I'm trying to terminate a Python program that uses many threads on its own.
If I'm not mistaken, just sys.exit()
works fine.
However, to guard against my many mistakes, including losing references to threads, I tried the following:
subprocess.Popen(['start', 'cmd.exe', '/c', f'timeout 5&taskkill /f /fi "PID eq {os.getppid()}"'], shell=True, stdout=subprocess.PIPE, stderr=subprocess.PIPE)
I thought it was a problem with escaping the quotes, so I tried several things but failed. I gave up and did the following and it worked perfectly.
with open('exit_self.bat', 'w') as file:
file.write(f'timeout 5&taskkill /f /fi "PID eq {os.getppid()}"&del exit_self.bat')
subprocess.Popen(['start', 'cmd.exe', '/c', 'exit_self.bat'], shell=True, stdout=subprocess.PIPE, stderr=subprocess.PIPE)
How can I do it without temp files?

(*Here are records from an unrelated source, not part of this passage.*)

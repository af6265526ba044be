//! # Junction Internal Library
//!
//! Re-exports the core Junction crates for convenience.

/// Layer 1: routing-side contracts.
pub use junction_routing;

/// Layer 2: controller lifecycle engine.
pub use junction_controller;

/// Re-export all common types for easy access.
pub mod prelude {
    pub use junction_controller::prelude::*;
    pub use junction_routing::prelude::*;
}
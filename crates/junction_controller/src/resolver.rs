//! Cascading property resolution.
//!
//! A controller resolves a named configuration property by consulting an
//! explicit ordered list of scopes; the first scope defining the key wins and
//! later scopes are fallback only. The order is:
//!
//! 1. [`PropertyScope::Instance`] — properties set directly on the controller
//! 2. [`PropertyScope::ControllerOptions`] — the controller's options bag
//! 3. [`PropertyScope::RouteOptions`] — the matched route's options
//! 4. [`PropertyScope::RouterOptions`] — the router's global options
//!
//! Each scope is a pure lookup; resolution has no side effects, and an
//! undefined key yields `None` rather than an error.

use core::fmt;

use serde_json::Value;

use crate::controller::Controller;

// ─────────────────────────────────────────────────────────────────────────────
// PropertyScope
// ─────────────────────────────────────────────────────────────────────────────

/// One source consulted when resolving a configuration property.
#[derive(Debug, Clone, Copy, PartialEq, Eq, Hash)]
pub enum PropertyScope {
    /// A property set directly on the controller instance.
    Instance,
    /// The controller's own options bag.
    ControllerOptions,
    /// The matched route's options.
    RouteOptions,
    /// The router's global options.
    RouterOptions,
}

impl PropertyScope {
    /// The scopes in resolution order, highest precedence first.
    pub const ORDER: [PropertyScope; 4] = [
        PropertyScope::Instance,
        PropertyScope::ControllerOptions,
        PropertyScope::RouteOptions,
        PropertyScope::RouterOptions,
    ];
}

impl fmt::Display for PropertyScope {
    fn fmt(&self, f: &mut fmt::Formatter<'_>) -> fmt::Result {
        match self {
            PropertyScope::Instance => write!(f, "instance"),
            PropertyScope::ControllerOptions => write!(f, "controller options"),
            PropertyScope::RouteOptions => write!(f, "route options"),
            PropertyScope::RouterOptions => write!(f, "router options"),
        }
    }
}

// ─────────────────────────────────────────────────────────────────────────────
// Lookup
// ─────────────────────────────────────────────────────────────────────────────

/// Reads `key` from a single scope.
fn value_in(controller: &Controller, scope: PropertyScope, key: &str) -> Option<Value> {
    match scope {
        PropertyScope::Instance => controller.property(key).cloned(),
        PropertyScope::ControllerOptions => controller.options().get(key).cloned(),
        PropertyScope::RouteOptions => controller.route().option(key),
        PropertyScope::RouterOptions => controller.router().option(key),
    }
}

/// Resolves `key` against the scopes in [`PropertyScope::ORDER`].
///
/// Returns the first defined value tagged with the scope that supplied it,
/// or `None` when no scope defines the key.
#[must_use]
pub fn lookup(controller: &Controller, key: &str) -> Option<(PropertyScope, Value)> {
    PropertyScope::ORDER
        .iter()
        .find_map(|scope| value_in(controller, *scope, key).map(|value| (*scope, value)))
}

#[cfg(test)]
mod tests {
    use super::*;
    use junction_routing::{Options, Router};
    use std::sync::Arc;

    #[test]
    fn scope_order_is_instance_first_router_last() {
        assert_eq!(PropertyScope::ORDER[0], PropertyScope::Instance);
        assert_eq!(PropertyScope::ORDER[3], PropertyScope::RouterOptions);
    }

    #[test]
    fn lookup_reports_the_supplying_scope() {
        let router = Arc::new(Router::new());
        let route = router.route("test", "/test", Options::new());
        let mut inst = Controller::new(Arc::clone(&router), route, Options::new());

        router.set_option("layout", "fromRouter");
        assert_eq!(
            lookup(&inst, "layout").unwrap().0,
            PropertyScope::RouterOptions
        );

        inst.set_property("layout", "fromInstance");
        assert_eq!(lookup(&inst, "layout").unwrap().0, PropertyScope::Instance);
    }

    #[test]
    fn undefined_key_is_none_not_an_error() {
        let router = Arc::new(Router::new());
        let route = router.route("test", "/test", Options::new());
        let inst = Controller::new(router, route, Options::new());

        assert!(lookup(&inst, "missing").is_none());
    }
}
//! A route-controller lifecycle engine for client-side routers.
//!

pub use junction_internal::*;

/// Re-export all common types for easy access.
pub mod prelude {
    pub use junction_internal::prelude::*;
}
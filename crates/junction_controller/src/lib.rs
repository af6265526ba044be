//! Controller lifecycle engine for Junction (Layer 2).
//!
//! `junction_controller` provides the per-route-match object that a router
//! drives: it resolves configuration by cascading through scopes, collects
//! lifecycle hooks from every contributing source in a fixed order, and
//! executes them with pause/stop signaling.
//!
//! # Core Concepts
//!
//! - [`Controller`] - per-route-match lifecycle engine
//! - [`Blueprint`] / [`Layer`] - the controller extension chain, represented
//!   as an explicit ordered list of layer definitions
//! - [`StageOutcome`] - result of driving one or more hook chains
//! - [`PropertyScope`] - the scopes consulted during property resolution
//! - stage markers ([`stage`]): `OnRun`, `OnStop`, `Load`, `Unload`, ...
//!
//! # Example
//!
//! ```
//! use junction_controller::controller::Controller;
//! use junction_controller::stage::OnRun;
//! use junction_routing::{LifecycleHook, Options, Router};
//! use std::sync::Arc;
//!
//! let router = Arc::new(Router::new());
//! let route = router.route("posts.show", "/posts/:id", Options::new());
//!
//! let mut controller = Controller::new(Arc::clone(&router), route, Options::new());
//! controller.set_hook::<OnRun>(LifecycleHook::observer(|event| {
//!     tracing::info!("running {}", event.route());
//! }));
//!
//! let outcome = controller.run();
//! assert!(!outcome.is_interrupted());
//! assert!(controller.is_running());
//! ```
//!
//! # Architecture
//!
//! This crate is Layer 2 of the Junction architecture:
//!
//! - **Layer 1** (`junction_routing`): stage ids, hook contract, options,
//!   router and route
//! - **Layer 2** (`junction_controller`): the lifecycle engine (this crate)

/// The per-route-match controller and its stage runner.
pub mod controller;

/// Extension layers and blueprints for deriving controller types.
pub mod layer;

/// Cascading property resolution across configuration scopes.
pub mod resolver;

/// Canonical lifecycle stage marker types.
pub mod stage;

/// Re-export all common types for easy access.
pub mod prelude {
    pub use crate::controller::{Controller, ControllerError, StageOutcome};
    pub use crate::layer::{Blueprint, BoxedMethod, Layer};
    pub use crate::resolver::PropertyScope;
    pub use crate::stage::{
        Load, OnAfterAction, OnBeforeAction, OnRerun, OnRun, OnStop, Unload,
    };
}

pub use controller::{Controller, ControllerError, StageOutcome};
pub use layer::{Blueprint, BoxedMethod, Layer};
pub use resolver::PropertyScope;
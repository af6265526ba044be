//! Router-global hook registry.
//!
//! The [`HookRegistry`] is the capability a router exposes for registering
//! lifecycle hooks that apply to every controller it drives. Hooks are
//! organized by stage and invoked in registration order, ahead of any hooks
//! contributed by routes, controller options, extension layers or controller
//! instances.
//!
//! # Example
//!
//! ```
//! use junction_routing::registry::HookRegistry;
//! use junction_routing::stage::Stage;
//!
//! struct OnRun;
//! impl Stage for OnRun {}
//! struct OnStop;
//! impl Stage for OnStop {}
//!
//! let registry = HookRegistry::new();
//!
//! // Single stage
//! registry
//!     .register_observer::<OnRun, _>("metrics", |event| {
//!         tracing::debug!(route = event.route(), "controller running");
//!     })
//!     .unwrap();
//!
//! // Multiple stages in one call
//! registry
//!     .register_observer::<(OnRun, OnStop), _>("audit", |event| {
//!         tracing::debug!("{event}");
//!     })
//!     .unwrap();
//! ```

use core::fmt;
use std::sync::Arc;

use hashbrown::HashMap;
use parking_lot::RwLock;
use thiserror::Error;

use crate::hook::{Flow, LifecycleHook, StageEvent};
use crate::stage::{IntoStageIds, StageId};

// ─────────────────────────────────────────────────────────────────────────────
// HookRegistrationError
// ─────────────────────────────────────────────────────────────────────────────

/// Errors that can occur during hook registration.
#[derive(Debug, Clone, Error)]
pub enum HookRegistrationError {
    /// A hook with this name already exists on the stage.
    #[error("hook '{name}' already registered for stage '{}'", stage.type_name())]
    DuplicateName {
        /// The stage where the duplicate was found.
        stage: StageId,
        /// The duplicate hook name.
        name: String,
    },
}

// ─────────────────────────────────────────────────────────────────────────────
// HookEntry
// ─────────────────────────────────────────────────────────────────────────────

/// Entry in the registry, containing metadata and the hook itself.
struct HookEntry {
    /// Human-readable name for debugging and logging.
    name: String,
    /// The hook function.
    hook: Arc<LifecycleHook>,
}

// ─────────────────────────────────────────────────────────────────────────────
// HookRegistry
// ─────────────────────────────────────────────────────────────────────────────

/// Registry of router-level lifecycle hooks, organized by stage.
///
/// # Thread Safety
///
/// The registry uses interior mutability via [`RwLock`]: registration is
/// append-only and may interleave with reads from running controllers.
/// Controllers consult the registry fresh on every stage run — chains are
/// never cached across calls, so a hook registered between two runs is seen
/// by the second.
#[derive(Default)]
pub struct HookRegistry {
    /// Maps stage ID to a list of hook entries.
    hooks: RwLock<HashMap<StageId, Vec<HookEntry>>>,
}

impl HookRegistry {
    /// Creates a new empty registry.
    #[must_use]
    pub fn new() -> Self {
        Self {
            hooks: RwLock::new(HashMap::new()),
        }
    }

    /// Registers a signal-returning hook for one or more stages.
    ///
    /// The hook participates in control flow by returning a [`Flow`] signal.
    /// When registered on multiple stages the entry name is suffixed with the
    /// stage's type name to keep names unique per stage.
    ///
    /// # Errors
    ///
    /// Returns [`HookRegistrationError::DuplicateName`] if a hook with the
    /// same name already exists on one of the stages.
    pub fn register<S, F>(
        &self,
        name: impl Into<String>,
        hook: F,
    ) -> Result<&Self, HookRegistrationError>
    where
        S: IntoStageIds,
        F: Fn(&StageEvent) -> Flow + Send + Sync + 'static,
    {
        self.register_shared::<S>(name, Arc::new(LifecycleHook::new(hook)))
    }

    /// Registers an observing hook for one or more stages.
    ///
    /// Observers react to events without influencing control flow; the
    /// `Continue` signal is implied. Use this for logging, metrics and
    /// other side-effect registrations.
    ///
    /// # Errors
    ///
    /// Returns [`HookRegistrationError::DuplicateName`] if a hook with the
    /// same name already exists on one of the stages.
    pub fn register_observer<S, F>(
        &self,
        name: impl Into<String>,
        hook: F,
    ) -> Result<&Self, HookRegistrationError>
    where
        S: IntoStageIds,
        F: Fn(&StageEvent) + Send + Sync + 'static,
    {
        self.register_shared::<S>(name, Arc::new(LifecycleHook::observer(hook)))
    }

    /// Registers an already-shared hook for one or more stages.
    fn register_shared<S: IntoStageIds>(
        &self,
        name: impl Into<String>,
        hook: Arc<LifecycleHook>,
    ) -> Result<&Self, HookRegistrationError> {
        let stages = S::stage_ids();
        let name = name.into();

        for stage in &stages {
            let entry_name = if stages.len() > 1 {
                format!("{}@{}", name, stage.type_name())
            } else {
                name.clone()
            };
            self.register_arc(*stage, entry_name, Arc::clone(&hook))?;
        }
        Ok(self)
    }

    /// Registers a pre-built hook for a single stage.
    ///
    /// This is the lower-level registration method used by both
    /// [`register`](Self::register) and
    /// [`register_observer`](Self::register_observer).
    ///
    /// # Errors
    ///
    /// Returns [`HookRegistrationError::DuplicateName`] if a hook with the
    /// same name already exists on the stage.
    pub fn register_arc(
        &self,
        stage: StageId,
        name: impl Into<String>,
        hook: Arc<LifecycleHook>,
    ) -> Result<(), HookRegistrationError> {
        let name = name.into();

        let mut hooks = self.hooks.write();
        let entries = hooks.entry(stage).or_default();

        // Check for duplicate names
        if entries.iter().any(|entry| entry.name == name) {
            return Err(HookRegistrationError::DuplicateName { stage, name });
        }

        tracing::trace!(stage = stage.type_name(), hook = %name, "registering router hook");
        entries.push(HookEntry { name, hook });
        Ok(())
    }

    /// Returns the ordered hook chain registered for `stage`.
    ///
    /// The chain is assembled fresh on every call; callers must not cache it.
    #[must_use]
    pub fn hooks_for(&self, stage: StageId) -> Vec<Arc<LifecycleHook>> {
        let hooks = self.hooks.read();
        hooks
            .get(&stage)
            .map(|entries| entries.iter().map(|entry| Arc::clone(&entry.hook)).collect())
            .unwrap_or_default()
    }

    /// Returns the number of hooks registered for `stage`.
    #[must_use]
    pub fn hook_count(&self, stage: StageId) -> usize {
        let hooks = self.hooks.read();
        hooks.get(&stage).map_or(0, Vec::len)
    }

    /// Checks if a hook with the given name exists on the stage.
    #[must_use]
    pub fn contains_hook(&self, stage: StageId, name: &str) -> bool {
        let hooks = self.hooks.read();
        hooks
            .get(&stage)
            .is_some_and(|entries| entries.iter().any(|entry| entry.name == name))
    }
}

impl fmt::Debug for HookRegistry {
    fn fmt(&self, f: &mut fmt::Formatter<'_>) -> fmt::Result {
        let hooks = self.hooks.read();
        f.debug_struct("HookRegistry")
            .field("stages", &hooks.len())
            .finish()
    }
}

#[cfg(test)]
mod tests {
    use super::*;
    use crate::stage::Stage;
    use std::sync::Mutex;
    use std::sync::atomic::{AtomicUsize, Ordering};

    struct OnRun;
    impl Stage for OnRun {}

    struct OnStop;
    impl Stage for OnStop {}

    fn event(stage: StageId) -> StageEvent {
        StageEvent::new(stage, "test")
    }

    #[test]
    fn register_increments_count() {
        let registry = HookRegistry::new();
        let stage = StageId::of::<OnRun>();

        registry
            .register_observer::<OnRun, _>("first", |_| {})
            .expect("registration should succeed");
        assert_eq!(registry.hook_count(stage), 1);

        registry
            .register_observer::<OnRun, _>("second", |_| {})
            .expect("registration should succeed");
        assert_eq!(registry.hook_count(stage), 2);
    }

    #[test]
    fn hooks_for_preserves_registration_order() {
        let registry = HookRegistry::new();
        let order = Arc::new(Mutex::new(Vec::new()));

        for name in ["first", "second", "third"] {
            let order_clone = Arc::clone(&order);
            registry
                .register_observer::<OnRun, _>(name, move |_| {
                    order_clone.lock().unwrap().push(name);
                })
                .expect("registration should succeed");
        }

        let stage = StageId::of::<OnRun>();
        for hook in registry.hooks_for(stage) {
            hook.invoke(&event(stage));
        }

        assert_eq!(
            *order.lock().unwrap(),
            vec!["first", "second", "third"],
            "hooks should run in registration order"
        );
    }

    #[test]
    fn hooks_for_unknown_stage_is_empty() {
        let registry = HookRegistry::new();
        assert!(registry.hooks_for(StageId::of::<OnRun>()).is_empty());
    }

    #[test]
    fn duplicate_names_rejected_per_stage() {
        let registry = HookRegistry::new();

        registry
            .register_observer::<OnRun, _>("metrics", |_| {})
            .expect("first registration should succeed");

        let result = registry.register_observer::<OnRun, _>("metrics", |_| {});
        assert!(matches!(
            result,
            Err(HookRegistrationError::DuplicateName { name, .. }) if name == "metrics"
        ));
    }

    #[test]
    fn same_name_different_stages_allowed() {
        let registry = HookRegistry::new();

        registry
            .register_observer::<OnRun, _>("logger", |_| {})
            .expect("first registration should succeed");
        registry
            .register_observer::<OnStop, _>("logger", |_| {})
            .expect("same name on different stage should succeed");

        assert_eq!(registry.hook_count(StageId::of::<OnRun>()), 1);
        assert_eq!(registry.hook_count(StageId::of::<OnStop>()), 1);
    }

    #[test]
    fn multi_stage_registration_shares_one_hook() {
        let registry = HookRegistry::new();
        let counter = Arc::new(AtomicUsize::new(0));
        let counter_clone = Arc::clone(&counter);

        registry
            .register_observer::<(OnRun, OnStop), _>("tracker", move |_| {
                counter_clone.fetch_add(1, Ordering::SeqCst);
            })
            .expect("registration should succeed");

        assert_eq!(registry.hook_count(StageId::of::<OnRun>()), 1);
        assert_eq!(registry.hook_count(StageId::of::<OnStop>()), 1);

        let run = StageId::of::<OnRun>();
        let stop = StageId::of::<OnStop>();
        registry.hooks_for(run)[0].invoke(&event(run));
        registry.hooks_for(stop)[0].invoke(&event(stop));
        assert_eq!(counter.load(Ordering::SeqCst), 2);
    }

    #[test]
    fn signal_hooks_keep_their_signal() {
        let registry = HookRegistry::new();
        registry
            .register::<OnRun, _>("gate", |_| Flow::Pause)
            .expect("registration should succeed");

        let stage = StageId::of::<OnRun>();
        let chain = registry.hooks_for(stage);
        assert_eq!(chain[0].invoke(&event(stage)), Flow::Pause);
    }

    #[test]
    fn contains_hook() {
        let registry = HookRegistry::new();
        let stage = StageId::of::<OnRun>();

        assert!(!registry.contains_hook(stage, "metrics"));

        registry
            .register_observer::<OnRun, _>("metrics", |_| {})
            .unwrap();

        assert!(registry.contains_hook(stage, "metrics"));
        assert!(!registry.contains_hook(stage, "other"));
    }

    #[test]
    fn register_chaining() {
        let registry = HookRegistry::new();

        registry
            .register_observer::<OnRun, _>("first", |_| {})
            .unwrap()
            .register_observer::<OnRun, _>("second", |_| {})
            .unwrap();

        assert_eq!(registry.hook_count(StageId::of::<OnRun>()), 2);
    }
}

What did I miss? For reference, I used /k
instead of /c
option of cmd.exe
to leave the window and check the error message in the window, it is as follows:
Waiting for 0 seconds, press a key to continue ...
ERROR: Invalid argument/option - 'eq'.
Type "TASKKILL /?" for usage.
I'm not sure if it will help, but I added echo
to see the syntax of the command being executed:
subprocess.Popen(['start', 'cmd.exe', '/k', 'echo', f'timeout 5&taskkill /f /fi "PID eq {os.getppid()}"'], shell=True, stdout=subprocess.PIPE, stderr=subprocess.PIPE)
The result is:
"timeout 5&taskkill /f /fi \"PID eq 3988\""
From subprocess.Popen
:
args should be a sequence of program arguments or else a single string or path-like object.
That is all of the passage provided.